Jim Handy, The Memory Guy, posted a short blog about the 3-petaFLOP (peak) SuperMUC supercomputer at the Leibniz Supercomputing Centre on the outskirts of Munich, Germany. (The “MUC” in SuperMUC is the 3-letter code for the Munich airport. Now that’s esoteric!) Based on the Samsung announcement, the SuperMUC’s 147,456 microprocessor cores contained in 18,432 Intel Xeon Sandy Bridge-EP multicore microprocessors are teamed with 324Tbytes of Samsung Green 30nm-class DDR3 SDRAM modules. By Handy’s calculation, that’s a total of 746,496 DRAM chips.
Sounds like a lot, no? Well, Handy’s calculations say that’s about half a day of fab production for one of Samsung’s DRAM fabs. Using an average market price of $10.45 per Gbyte for the past year, Handy then calculates that the value of the DRAMs is perhaps as much as $3.5 million, although with the volume purchase we’re talking about here, it’s likely less.
But the absolute cost of the DRAM is not the point.

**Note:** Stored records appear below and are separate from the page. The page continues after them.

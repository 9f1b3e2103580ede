use std::fmt::Debug;

use futures_util::future::try_join_all;
use log::*;
use serde_json::json;
use spg_common::MicroUsd;

use crate::{
    db_types::{Actor, EntryType, LedgerEntry, NewLedgerEntry, Payment, Wallet},
    events::{EventProducers, WalletCreditedEvent, WalletDebitedEvent},
    traits::{LedgerDatabase, LedgerError, WalletManagement, WalletQueryError},
};

/// `LedgerApi` is the single gateway for wallet mutations.
///
/// Credits and debits validated here are handed to the backend, which applies the entry insert and
/// the balance update as one transaction. Nothing else in the system writes a balance, which is what
/// makes the reconciliation sweep meaningful: if a balance ever diverges from its ledger sum, data
/// was corrupted outside the sanctioned path, and the sweep fails loudly rather than patching it up.
pub struct LedgerApi<B> {
    db: B,
    producers: EventProducers,
}

impl<B> Debug for LedgerApi<B> {
    fn fmt(&self, f: &mut std::fmt::Formatter<'_>) -> std::fmt::Result {
        write!(f, "LedgerApi")
    }
}

impl<B> LedgerApi<B> {
    pub fn new(db: B, producers: EventProducers) -> Self {
        Self { db, producers }
    }

    pub fn db(&self) -> &B {
        &self.db
    }

    pub fn db_mut(&mut self) -> &mut B {
        &mut self.db
    }
}

impl<B> LedgerApi<B>
where B: LedgerDatabase
{
    /// Creates the wallet for a new account holder with a zero balance.
    pub async fn create_wallet(&self, owner_id: &str) -> Result<Wallet, LedgerError> {
        let wallet = self.db.create_wallet(owner_id).await?;
        debug!("🏦️ Created wallet #{} for owner {owner_id}", wallet.id);
        Ok(wallet)
    }

    /// Credits a wallet. The entry amount must be strictly positive.
    ///
    /// Appends the ledger entry and increments the balance atomically, then notifies audit
    /// subscribers. Returns the new entry id.
    pub async fn credit(&self, actor: &Actor, wallet_id: i64, entry: NewLedgerEntry) -> Result<i64, LedgerError> {
        if !entry.amount.is_positive() {
            return Err(LedgerError::InvalidAmount(entry.amount));
        }
        let (amount, entry_type, reference) = (entry.amount, entry.entry_type, entry.reference_id.clone());
        let entry_id = self.db.credit_wallet(wallet_id, entry).await?;
        debug!("🏦️💰️ Credited {amount} to wallet #{wallet_id} ({entry_type} entry #{entry_id})");
        let event = WalletCreditedEvent::new(wallet_id, entry_id, entry_type, amount, reference, actor.clone());
        self.call_credited_hook(event).await;
        Ok(entry_id)
    }

    /// Debits a wallet. The entry amount must be strictly positive.
    ///
    /// The balance check and decrement happen under the wallet's serialization in the backend; a
    /// debit the balance cannot cover fails with [`LedgerError::InsufficientBalance`] and changes
    /// nothing. Returns the new entry id.
    pub async fn debit(&self, actor: &Actor, wallet_id: i64, entry: NewLedgerEntry) -> Result<i64, LedgerError> {
        if !entry.amount.is_positive() {
            return Err(LedgerError::InvalidAmount(entry.amount));
        }
        let (amount, entry_type, reference) = (entry.amount, entry.entry_type, entry.reference_id.clone());
        let entry_id = self.db.debit_wallet(wallet_id, entry).await?;
        debug!("🏦️💸️ Debited {amount} from wallet #{wallet_id} ({entry_type} entry #{entry_id})");
        let event = WalletDebitedEvent::new(wallet_id, entry_id, entry_type, amount, reference, actor.clone());
        self.call_debited_hook(event).await;
        Ok(entry_id)
    }

    /// Records a manual, operator-attributed correction.
    ///
    /// This is the sanctioned vehicle for compensating a credit after a refunded or failed order, and
    /// for any other out-of-band fix. `amount` is signed: positive adjusts up, negative adjusts down.
    /// The operator identity and reason are stored in the entry's metadata.
    pub async fn record_adjustment(
        &self,
        operator: &Actor,
        wallet_id: i64,
        amount: MicroUsd,
        reason: &str,
    ) -> Result<i64, LedgerError> {
        if amount.value() == 0 {
            return Err(LedgerError::InvalidAmount(amount));
        }
        let metadata = json!({ "reason": reason, "recorded_by": operator.to_string() });
        info!("🏦️🛠️ Manual adjustment of {amount} on wallet #{wallet_id} by {operator}: {reason}");
        let magnitude = if amount.is_negative() { -amount } else { amount };
        let entry = NewLedgerEntry::new(magnitude, EntryType::Adjustment).with_metadata(metadata);
        if amount.is_negative() {
            self.debit(operator, wallet_id, entry).await
        } else {
            self.credit(operator, wallet_id, entry).await
        }
    }

    /// Recomputes the wallet's ledger sum and checks it against the stored balance.
    ///
    /// A mismatch is an internal invariant violation. It is fatal to the reconciliation run and is
    /// never auto-corrected; the error carries both figures for the alert.
    pub async fn reconcile_wallet(&self, wallet_id: i64) -> Result<(), LedgerError> {
        let wallet = self.db.fetch_wallet(wallet_id).await?.ok_or(LedgerError::WalletNotFound(wallet_id))?;
        let ledger_sum = self.db.ledger_sum_for_wallet(wallet_id).await?;
        if wallet.balance != ledger_sum {
            error!(
                "🚨️ RECONCILIATION MISMATCH: wallet #{wallet_id} holds {} but its ledger sums to {ledger_sum}. \
                 Refusing to continue; this needs investigation, not correction.",
                wallet.balance
            );
            return Err(LedgerError::ReconciliationMismatch { wallet_id, balance: wallet.balance, ledger_sum });
        }
        trace!("🏦️🧾️ Wallet #{wallet_id} reconciles at {ledger_sum}");
        Ok(())
    }

    /// Sweeps every wallet and checks for payments that were recorded without their credit.
    ///
    /// Wallets are independent, so they reconcile concurrently. The first balance mismatch aborts the
    /// sweep with [`LedgerError::ReconciliationMismatch`]. Orphaned payments do not abort — they are
    /// the known recoverable inconsistency (a settlement that died between recording and crediting)
    /// and are reported for manual reconciliation.
    pub async fn reconcile_all(&self) -> Result<ReconciliationReport, LedgerError> {
        let ids = self.db.wallet_ids().await?;
        try_join_all(ids.iter().map(|id| self.reconcile_wallet(*id))).await?;
        let orphaned_payments = self.db.fetch_orphaned_payments().await?;
        for payment in &orphaned_payments {
            error!(
                "🚨️ Order {} recorded a payment of {} for {} but no matching ledger credit exists. Manual \
                 reconciliation required.",
                payment.order_id, payment.net_amount, payment.owner_id
            );
        }
        info!(
            "🏦️🧾️ Reconciliation sweep complete: {} wallets checked, {} orphaned payments",
            ids.len(),
            orphaned_payments.len()
        );
        Ok(ReconciliationReport { wallets_checked: ids.len(), orphaned_payments })
    }

    async fn call_credited_hook(&self, event: WalletCreditedEvent) {
        for emitter in &self.producers.wallet_credited_producer {
            emitter.publish_event(event.clone()).await;
        }
    }

    async fn call_debited_hook(&self, event: WalletDebitedEvent) {
        for emitter in &self.producers.wallet_debited_producer {
            emitter.publish_event(event.clone()).await;
        }
    }
}

impl<B> LedgerApi<B>
where B: WalletManagement
{
    /// The owner's current balance, for dashboard display.
    pub async fn balance_for_owner(&self, owner_id: &str) -> Result<MicroUsd, WalletQueryError> {
        self.db.balance_for_owner(owner_id).await
    }

    pub async fn wallet_for_owner(&self, owner_id: &str) -> Result<Option<Wallet>, WalletQueryError> {
        self.db.wallet_for_owner(owner_id).await
    }

    /// The wallet's full statement, oldest entry first.
    pub async fn entries_for_wallet(&self, wallet_id: i64) -> Result<Vec<LedgerEntry>, WalletQueryError> {
        self.db.ledger_entries_for_wallet(wallet_id).await
    }
}

/// Result of a clean [`LedgerApi::reconcile_all`] sweep.
#[derive(Debug, Clone)]
pub struct ReconciliationReport {
    pub wallets_checked: usize,
    /// Payments with no matching ledger credit. Empty on a healthy system.
    pub orphaned_payments: Vec<Payment>,
}

impl ReconciliationReport {
    pub fn is_clean(&self) -> bool {
        self.orphaned_payments.is_empty()
    }
}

The point is that the SuperMUC requires “only” 3.52 MWatts of electricity to run, which Handy pegs at $3 million per year, not including cooling costs. When you include cooling costs, one year’s worth of electricity to power and cool the SuperMUC costs more than the DRAM.
But wait, there’s more.
The SuperMUC uses an unusual hot-water cooling system to cool the Xeon processors. It’s a new form of cooling invented by IBM (the system supplier of the SuperMUC) called Aquasar, which reportedly cuts the energy needed for cooling by 40% by using 60°C (or perhaps 45°C depending on the reference) water for cooling. The cooling water is piped through copper cooling blocks directly connected to the processor die. The water flows through microchannels in the copper. Here’s a photo of an Aquasar processor module from Wikipedia:
More Aquasar details here.
You don’t need as much energy to chill water down to 60°C as you do to make it colder. During winter months, waste heat from the SuperMUC will be used to heat buildings.